Группировка Lazarus заподозрена в краже данных платежных карт покупателей в США и Европе
Специалисты компании Sansec сообщили о масштабной вредоносной кампании по краже данных платежных карт клиентов крупных ретейлеров в США и Европе. В ходе мошеннических действий, в осуществлении которых исследователи подозревают группировку Lazarus (также известной как Hidden Cobra), преступники использовали легитимные web-сайты для кражи данных кредитных карт и маскировки своих операций.
По словам экспертов, web-скиммеры были загружены с доменов, которые использовались преступниками в ходе успешных фишинговых атак. Список жертв злоумышленников насчитывает десятки магазинов, включая такие крупные компании, как Claire’s, Wongs Jewellers, Focus Camera, Paper Source, Jit Truck Parts, CBD Armour, Microbattery и Realchems.

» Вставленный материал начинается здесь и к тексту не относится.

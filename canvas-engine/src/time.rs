//! Wall-clock access for the store and guard, injectable for deterministic
//! tests. Grounded in the teacher's `AtomicTime`: a shared clock handle
//! rather than scattering `SystemTime::now()` calls through the hot path.

use std::sync::atomic::{AtomicI64, Ordering};
use std::sync::Arc;
use std::time::{SystemTime, UNIX_EPOCH};

#[derive(Clone)]
pub struct Clock {
    inner: Arc<ClockInner>,
}

enum ClockInner {
    System,
    Fixed(AtomicI64),
}

impl Clock {
    /// A clock backed by the real wall clock.
    pub fn system() -> Self {
        Self {
            inner: Arc::new(ClockInner::System),
        }
    }

    /// A clock that always reports `secs` until [`Clock::set`] is called.
    /// Used by tests that need deterministic cooldown/speed-clamp math.
    pub fn fixed(secs: i64) -> Self {
        Self {
            inner: Arc::new(ClockInner::Fixed(AtomicI64::new(secs))),
        }
    }

    pub fn now_unix_secs(&self) -> i64 {
        match &*self.inner {
            ClockInner::System => SystemTime::now()
                .duration_since(UNIX_EPOCH)
                .unwrap_or_default()
                .as_secs() as i64,
            ClockInner::Fixed(v) => v.load(Ordering::Relaxed),
        }
    }

    /// Advances a fixed clock by `delta` seconds. No-op on a system clock.
    pub fn advance(&self, delta: i64) {
        if let ClockInner::Fixed(v) = &*self.inner {
            v.fetch_add(delta, Ordering::Relaxed);
        }
    }
}
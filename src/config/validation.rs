use crate::config::types::{Config, CrawlerConfig, FetchConfig, OutputConfig, StrategyKind, UserAgentConfig};
use crate::url::normalize_url;
use crate::ConfigError;
use url::Url;

/// Upper bound on `max-pages`; a single-host phrase search never needs more
const MAX_PAGES_LIMIT: u32 = 10_000;

/// Validates the entire configuration
pub fn validate(config: &Config) -> Result<(), ConfigError> {
    validate_crawler_config(&config.crawler)?;
    validate_fetch_config(&config.fetch)?;
    validate_user_agent_config(&config.user_agent)?;
    validate_output_config(&config.output)?;
    Ok(())
}

/// Validates crawler configuration
fn validate_crawler_config(config: &CrawlerConfig) -> Result<(), ConfigError> {
    if config.target_phrase.trim().is_empty() {
        return Err(ConfigError::Validation(
            "target_phrase cannot be empty".to_string(),
        ));
    }

    if config.max_pages < 1 || config.max_pages > MAX_PAGES_LIMIT {
        return Err(ConfigError::Validation(format!(
            "max_pages must be between 1 and {}, got {}",
            MAX_PAGES_LIMIT, config.max_pages
        )));
    }

    normalize_url(&config.seed_url).map_err(|e| {
        ConfigError::InvalidUrl(format!("Invalid seed URL '{}': {}", config.seed_url, e))
    })?;

    Ok(())
}

/// Validates fetch configuration
fn validate_fetch_config(config: &FetchConfig) -> Result<(), ConfigError> {
    if config.timeout_secs < 1 {
        return Err(ConfigError::Validation(format!(
            "timeout_secs must be >= 1, got {}",
            config.timeout_secs
        )));
    }

    if config.strategy == StrategyKind::Rendered {
        let endpoint = config.webdriver_url.as_deref().ok_or_else(|| {
            ConfigError::Validation(
                "webdriver_url is required when strategy is 'rendered'".to_string(),
            )
        })?;

        let url = Url::parse(endpoint)
            .map_err(|e| ConfigError::InvalidUrl(format!("Invalid webdriver_url: {}", e)))?;

        if url.scheme() != "http" && url.scheme() != "https" {
            return Err(ConfigError::InvalidUrl(format!(
                "webdriver_url must use http or https, got '{}'",
                endpoint
            )));
        }
    }

    Ok(())
}

/// Validates user agent configuration
fn validate_user_agent_config(config: &UserAgentConfig) -> Result<(), ConfigError> {
    // Validate crawler name: non-empty, alphanumeric + hyphens only
    if config.crawler_name.is_empty() {
        return Err(ConfigError::Validation(
            "crawler_name cannot be empty".to_string(),
        ));
    }

    if !config
        .crawler_name
        .chars()
        .all(|c| c.is_alphanumeric() || c == '-')
    {
        return Err(ConfigError::Validation(format!(
            "crawler_name must contain only alphanumeric characters and hyphens, got '{}'",
            config.crawler_name
        )));
    }

    if config.crawler_version.trim().is_empty() {
        return Err(ConfigError::Validation(
            "crawler_version cannot be empty".to_string(),
        ));
    }

    Ok(())
}

/// Validates output configuration
fn validate_output_config(config: &OutputConfig) -> Result<(), ConfigError> {
    if config.screenshot_dir.is_empty() {
        return Err(ConfigError::Validation(
            "screenshot_dir cannot be empty".to_string(),
        ));
    }

    Ok(())
}
//! Output module for presenting search results
//!
//! Results only live in memory; this module renders them for the terminal.

mod report;

pub use report::{format_results, format_statistics, print_results, print_statistics};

С целью скрыть свои следы преступники взламывают сайты легитимных предприятий, чтобы загрузить на них похищенную информацию. Злоумышленники взломали сайты итальянского модельного агентства Lux Model Agency, книжного магазина в Нью-Джерси и магазина старинной музыки в Тегеране.
Другой тактикой Lazarus оказалась регистрация доменных имен, похожих на названия настоящих магазинов.

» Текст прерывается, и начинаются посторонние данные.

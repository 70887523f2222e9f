//! Immutable description of one crawl

use crate::config::{Browser, Config, StrategyKind};
use crate::url::{canonicalize, host_of, normalize_url};
use crate::{ConfigError, FinderError};
use url::Url;

/// How pages are retrieved
#[derive(Debug, Clone, PartialEq, Eq)]
pub enum FetchStrategy {
    /// Plain HTTP GET
    Static,
    /// Remote browser session at `webdriver_url`
    Rendered {
        webdriver_url: String,
        browser: Browser,
    },
}

impl FetchStrategy {
    /// Returns true for the browser-backed strategy
    pub fn is_rendered(&self) -> bool {
        matches!(self, Self::Rendered { .. })
    }
}

/// What to crawl and what to look for
///
/// Built once, never mutated.
#[derive(Debug, Clone)]
pub struct CrawlTarget {
    seed: Url,
    scope_host: String,
    phrase: String,
    max_pages: usize,
    strategy: FetchStrategy,
}

impl CrawlTarget {
    /// Creates a target from a raw seed string
    ///
    /// The seed gets a default `http://` scheme when it has none and its
    /// fragment is dropped. The scope host is the seed's host.
    ///
    /// # Errors
    ///
    /// * `FinderError::UrlError` - The seed cannot be parsed
    /// * `FinderError::Config` - The page bound is zero or the phrase is empty
    pub fn new(
        seed: &str,
        phrase: impl Into<String>,
        max_pages: usize,
        strategy: FetchStrategy,
    ) -> Result<Self, FinderError> {
        let phrase = phrase.into();
        if phrase.is_empty() {
            return Err(ConfigError::Validation("target phrase cannot be empty".to_string()).into());
        }
        if max_pages == 0 {
            return Err(ConfigError::Validation("page bound must be positive".to_string()).into());
        }

        let seed = canonicalize(&normalize_url(seed)?);
        let scope_host =
            host_of(&seed).ok_or_else(|| FinderError::MissingHost(seed.to_string()))?;

        Ok(Self {
            seed,
            scope_host,
            phrase,
            max_pages,
            strategy,
        })
    }

    /// Creates a target from validated configuration
    pub fn from_config(config: &Config) -> Result<Self, FinderError> {
        let strategy = match config.fetch.strategy {
            StrategyKind::Static => FetchStrategy::Static,
            StrategyKind::Rendered => FetchStrategy::Rendered {
                webdriver_url: config.fetch.webdriver_url.clone().ok_or_else(|| {
                    ConfigError::Validation(
                        "webdriver_url is required when strategy is 'rendered'".to_string(),
                    )
                })?,
                browser: config.fetch.browser,
            },
        };

        Self::new(
            &config.crawler.seed_url,
            config.crawler.target_phrase.clone(),
            config.crawler.max_pages as usize,
            strategy,
        )
    }

    pub fn seed(&self) -> &Url {
        &self.seed
    }

    pub fn scope_host(&self) -> &str {
        &self.scope_host
    }

    pub fn phrase(&self) -> &str {
        &self.phrase
    }

    pub fn max_pages(&self) -> usize {
        self.max_pages
    }

    pub fn strategy(&self) -> &FetchStrategy {
        &self.strategy
    }
}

В июне 2019 года специалисты Sansec обнаружили скиммер на сайте американского магазина запчастей для грузовиков, который использовалт взломанный сайт итальянского модельного агентства для сбора данных о платежах. Внедренный скрипт customize-gtag.min.js был зашифрован с помощью обфускатора, написанного на Javascript. В коде была скрыта строка WTJ4cFpXNTBWRzlyWlc0OQ ==, использующаяся в качестве параметра HTTP GET для отправки похищенной полезной нагрузки на взломанный сайт.
Вредоносная программа была удалена в течение 24 часов после загрузки, но через неделю вредоносное ПО вновь появилось на странице сайта того же магазина. На этот раз оно использовало книжный магазин в Нью-Джерси для хищения данных кредитных карт.
В феврале и марте 2020 года было зарегистрировано несколько доменных имен, похожих на популярные потребительские бренды (PAPERS0URCE.COM, FOCUSCAMERE.COM и CLAIRES-ASSETS.COM). Впоследствии эксперты выяснили, что интернет-магазины трех соответствующих брендов были скомпрометированы и заражены вредоносным ПО для сбора информации о платежах.
Во всех трех случаях была использована одна и та же инфраструктура, а также определенный фрагмент кода, который эксперты нигде не встречали ранее.
Исследователи признают, что данные атаки могут быть делом рук других преступников, но вероятность одновременного контроля над одними и теми же взломанными web-сайтами маловероятна. Одна из причин состоит в том, что злоумышленники обычно используют жертву в личных целях и предотвращают доступ другим преступникам к проэксплуатированным уязвимостям.